Currently, CT and microCT are standard tools for the visualisation of bone structure. However, the imaging of biological soft tissue, limited by the low intrinsic X-ray contrast of non-mineralised tissues, has increased in the recent years with methods incorporating the use of contrast enhancement agents such as osmium (Johnson et al., 2006), reduced silver (Mizutani et al., 2007), resin perfusion (Wirkner and Prendini, 2007; Wirkner and Richter, 2004), and iodine (de Crespigny et al., 2008; Degenhardt et al., 2010; Gignac and Kley, 2014; Heimel et al., 2019; Jeffery et al., 2011; Metscher, 2009; Yan et al., 2017). It has been successfully applied to tendons (Kalson et al., 2012), ligaments (Shearer et al., 2014) and nerves (Yan et al., 2017; Zhu et al., 2016). However, there are some shortcomings of the method used hitherto. Currently, they require phase contrast scanners which may be inaccessible and time-limited and are expensive. The imaging data obtained requires considerable CPU and GPU memory in addition to the use of supercomputers (Gong et al., 2016; Yan et al., 2017). Long pre-processing procedures are needed that may allow movement of the specimen during the scan or cause destruction of the sample, so that subsequent validation with histology or other techniques, such as neural tracers, is not possible. Finally, most phase-contrast scanners allow for only a small amount of specimen to be imaged at a time at the desired resolution. This is particularly relevant for the purpose of tracing anatomical projections of the nerve and tracking individual fascicles, which require scanning of the nerve in its entirety.
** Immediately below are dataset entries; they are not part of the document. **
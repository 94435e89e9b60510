//! Static route table for the hotelhub gateway.
//!
//! Maps an incoming `(method, path)` to the backing service that owns it,
//! together with the route's access requirements:
//!
//! - [`RouteDeclaration`]: method, path template, public/protected, allowed roles
//! - [`ServiceDescriptor`]: a backing service's name, base URL and routes
//! - [`RouteTable`]: the validated, immutable set of all services
//!
//! # Architecture
//!
//! ```text
//! ┌────────────────────┐   ┌────────────────────┐
//! │  hotel_services()  │   │  ROUTES_FILE json  │
//! └─────────┬──────────┘   └─────────┬──────────┘
//!           └───────────┬────────────┘
//!                       ▼
//!            ┌────────────────────┐
//!            │ RouteTable::new    │  duplicate / conflict / URL checks
//!            └─────────┬──────────┘
//!                      ▼
//!            ┌────────────────────┐
//!            │ resolve(m, path)   │──▶ RouteMatch { service, route,
//!            └────────────────────┘                params, upstream_path }
//! ```
//!
//! # Example
//!
//! ```
//! use hotelhub_routing::{hotel_services, HttpMethod, RouteTable, ServiceUrls};
//!
//! let table = RouteTable::new(hotel_services(&ServiceUrls::default())?)?;
//!
//! let m = table.resolve(HttpMethod::Get, "/api/rooms/101").expect("declared");
//! assert_eq!(m.service.name, "room");
//! assert!(m.route.is_public());
//! assert_eq!(m.upstream_path, "/api/rooms/101");
//!
//! assert!(table.resolve(HttpMethod::Get, "/api/nonexistent").is_none());
//! # Ok::<(), hotelhub_routing::RouteError>(())
//! ```

#![forbid(unsafe_code)]
#![warn(missing_docs)]
#![warn(clippy::all)]
#![warn(clippy::pedantic)]

pub mod declaration;
pub mod error;
pub mod hotel;
pub mod table;
pub mod template;

pub use declaration::{HttpMethod, RouteDeclaration, ServiceDescriptor, Visibility};
pub use error::{Result, RouteError};
pub use hotel::{hotel_services, load_services_file, parse_services, ServiceUrls};
pub use table::{RouteMatch, RouteTable};
pub use template::PathTemplate;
To visualise soft tissue details, an X-ray contrast agent is required with different binding affinities for the tissue likely to be encountered. Iodine provides suitable soft tissue contrast in X-ray imaging (Jeffery et al., 2011; Pauwels et al., 2013) by binding to lipids and glycogen within soft tissue (Heimel et al., 2019). Soft tissues of different densities absorb iodine with different efficiency, creating a clear gradient in attenuation of X-rays. Within the nerve, it provides suitable contrast to differentiate between the fascicles, the interfascicular epineurium (connective tissue), adipocytes and the surrounding air or mount holding the nerve (Gignac et al., 2016).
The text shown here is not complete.